Another group of designers works at the same level of abstraction as analog designers: full-custom and library cell designers. And there were hints among the ISSCC presentations that this group also faces growing challenges. One such indication is the length to which custom designers are going to make things work right. In the Intel McKinley paper, for instance, designers reported overcoming capacitive coupling between adjacent metal lines by actively injecting inverted noise into the victim nets. Critical parts of the design relied on domino logic.

A memory oasis

One group of designers was surprisingly sanguine about the shrinking geometries. Among memory vendors, the talk was of successfully scaling DRAM, SRAM and even the notoriously stubborn Flash cells to new geometries. For the most part, memory makers cited CMOS scaling as absolutely essential for the advancement of what they did.

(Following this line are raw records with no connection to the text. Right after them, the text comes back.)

//! Published topology snapshots.
//!
//! Two independent variables, each a watch channel carrying an immutable
//! `Arc` payload. Readers clone the current `Arc` out of the borrow guard:
//! the clone is a stable snapshot that stays valid across await points no
//! matter how many publications happen afterwards. Writers replace the
//! payload without waiting on readers. The two variables are replaced
//! sequentially, so a reader polling both may pair the new alive list with
//! the previous role map for one cycle.

use crate::topology::HostRole;
use std::collections::HashMap;
use std::sync::Arc;
use tokio::sync::watch;

/// DSN indices of hosts alive in the last cycle, ascending RTT.
pub type AliveByRtt = Arc<[usize]>;

/// DSN indices per observed role, RTT order inside each bucket. Hosts with
/// the sync-slave role appear in the slave bucket too: a synchronous replica
/// is still a valid target for replica reads.
pub type IndicesByRole = Arc<HashMap<HostRole, Vec<usize>>>;

/// Write half, owned by the discovery worker.
pub(crate) struct ViewPublisher {
    alive_tx: watch::Sender<AliveByRtt>,
    roles_tx: watch::Sender<IndicesByRole>,
}

/// Read half, freely cloneable across tasks.
#[derive(Clone)]
pub struct TopologyViews {
    alive_rx: watch::Receiver<AliveByRtt>,
    roles_rx: watch::Receiver<IndicesByRole>,
}

/// Both views start empty; the discovery constructor publishes a completed
/// cycle before handing out any reader.
pub(crate) fn channel() -> (ViewPublisher, TopologyViews) {
    let (alive_tx, alive_rx) = watch::channel(AliveByRtt::from(Vec::new()));
    let (roles_tx, roles_rx) = watch::channel(IndicesByRole::default());
    (
        ViewPublisher { alive_tx, roles_tx },
        TopologyViews { alive_rx, roles_rx },
    )
}

impl ViewPublisher {
    /// Replaces both snapshots, alive list first. Each replacement is atomic
    /// on its own; previous snapshots live on until their last reader drops
    /// them.
    pub(crate) fn publish(&self, alive: Vec<usize>, by_role: HashMap<HostRole, Vec<usize>>) {
        self.alive_tx.send_replace(alive.into());
        self.roles_tx.send_replace(Arc::new(by_role));
    }
}

impl TopologyViews {
    /// Snapshot of the alive hosts ordered by ascending RTT.
    #[must_use]
    pub fn alive_by_rtt(&self) -> AliveByRtt {
        self.alive_rx.borrow().clone()
    }

    /// Snapshot of the role buckets.
    #[must_use]
    pub fn indices_by_role(&self) -> IndicesByRole {
        self.roles_rx.borrow().clone()
    }

    /// Indices currently carrying `role`, RTT order.
    #[must_use]
    pub fn indices_for_role(&self, role: HostRole) -> Vec<usize> {
        self.roles_rx
            .borrow()
            .get(&role)
            .cloned()
            .unwrap_or_default()
    }
}

#[cfg(test)]
mod tests {
    use super::*;

    #[test]
    fn test_views_start_empty() {
        let (_publisher, views) = channel();
        assert!(views.alive_by_rtt().is_empty());
        assert!(views.indices_by_role().is_empty());
        assert!(views.indices_for_role(HostRole::Master).is_empty());
    }

    #[test]
    fn test_publish_replaces_both_views() {
        let (publisher, views) = channel();
        let mut by_role = HashMap::new();
        by_role.insert(HostRole::Master, vec![1]);
        by_role.insert(HostRole::Slave, vec![0, 2]);

        publisher.publish(vec![2, 1, 0], by_role);

        assert_eq!(views.alive_by_rtt().as_ref(), &[2, 1, 0]);
        assert_eq!(views.indices_for_role(HostRole::Master), vec![1]);
        assert_eq!(views.indices_for_role(HostRole::Slave), vec![0, 2]);
        assert!(views.indices_for_role(HostRole::SyncSlave).is_empty());
    }

    #[test]
    fn test_held_snapshot_survives_later_publications() {
        let (publisher, views) = channel();
        publisher.publish(vec![0, 1], HashMap::new());

        let held = views.alive_by_rtt();
        publisher.publish(vec![1], HashMap::new());

        // The old snapshot is untouched; a fresh read sees the new one.
        assert_eq!(held.as_ref(), &[0, 1]);
        assert_eq!(views.alive_by_rtt().as_ref(), &[1]);
    }

    #[test]
    fn test_cloned_reader_sees_publications() {
        let (publisher, views) = channel();
        let reader = views.clone();
        publisher.publish(vec![3], HashMap::new());
        assert_eq!(reader.alive_by_rtt().as_ref(), &[3]);
    }
}
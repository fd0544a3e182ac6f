use anyhow::{Context, Result};
use tokio::signal;

/// Resolves on SIGINT or SIGTERM (Ctrl+C only on non-Unix targets).
///
/// # Errors
///
/// Returns an error if a signal handler cannot be installed.
pub async fn shutdown_signal() -> Result<()> {
    #[cfg(unix)]
    {
        let mut sigint = signal::unix::signal(signal::unix::SignalKind::interrupt())
            .context("failed to install SIGINT handler")?;
        let mut sigterm = signal::unix::signal(signal::unix::SignalKind::terminate())
            .context("failed to install SIGTERM handler")?;

        tokio::select! {
            _ = sigint.recv() => tracing::info!("received SIGINT"),
            _ = sigterm.recv() => tracing::info!("received SIGTERM"),
        }
    }

    #[cfg(not(unix))]
    {
        signal::ctrl_c()
            .await
            .context("failed to install Ctrl+C handler")?;
        tracing::info!("received Ctrl+C");
    }

    Ok(())
}

/// `()`-returning wrapper for axum's graceful shutdown hook; handler-install
/// errors are logged, not propagated.
pub async fn shutdown_signal_handler() {
    if let Err(error) = shutdown_signal().await {
        tracing::error!(%error, "error setting up shutdown handler");
    }
}
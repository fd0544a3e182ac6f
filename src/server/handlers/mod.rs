mod health;
mod metrics;
mod topology;

pub use health::health;
pub use metrics::metrics;
pub use topology::topology;
//! PostgreSQL cluster topology discovery for quorum-commit replication.
//!
//! Probes a fixed list of candidate hosts on a fixed cadence, classifies
//! each as master, synchronous replica, asynchronous replica or unreachable,
//! ranks live hosts by probe RTT and publishes the result as lock-free
//! snapshots, served over HTTP for operators and load balancers.

pub mod cli;
pub mod server;
pub mod topology;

Tuesday (Feb. 4) panelist Alex Shubat of Virage Logic Corp., for example, saw lower voltage as essential for increasing memory cell density.

Two papers announced Flash memories in the 120nm range. And while there were no major DRAM density breakthroughs, DRAM developers outside the meeting rooms spoke confidently of current bit-cell architectures' scaling to at least 90 nm.

There was even an interesting hint at an entirely new direction for DRAM, with a group from Toshiba Corp. reporting success at using the floating-body effect in silicon-on-insulator transistors as a charge-storage mechanism in a one- transistor SOI DRAM.

With processes moving steadily toward 90nm production within the next year or so, a more complicated picture of the industry is emerging. Instead of all designs moving in lock step from one process node to the next, we are seeing designs finding a comfortable geometry and sticking with it.

RF and fast, precision analog appear to have hopped off the bandwagon at about 300 nm. Many SoC designs seem to be quite content working with the relatively stable environment at 180nm. Yet process engineers are pressing on, with 130nm wafers in production and 100nm to 90nm on the way.

But if the papers and talks at ISSCC are any indication, there will be a further winnowing out of design teams as the industry moves through those process nodes. Increasing leakage and noise?among the issues that caused analog designers to start bailing out several nodes ago?may make it impossible for library developers to hand over a library of ideal digital devices to SoC design teams.

The libraries at these levels may either contain highly complex characteristics?beyond the modeling capability of today's high-level design tools?or may suffer significant reductions in density and performance in their attempt to make 90nm transistors and 200-nm metal lines appear to behave normally.

We may, in short, be entering a world of digital haves and have-nots, where huge, superbly staffed design teams produce 1GHz processors in a 180nm process, while COT designers working with commercial libraries develop 333MHz designs in 100nm CMOS.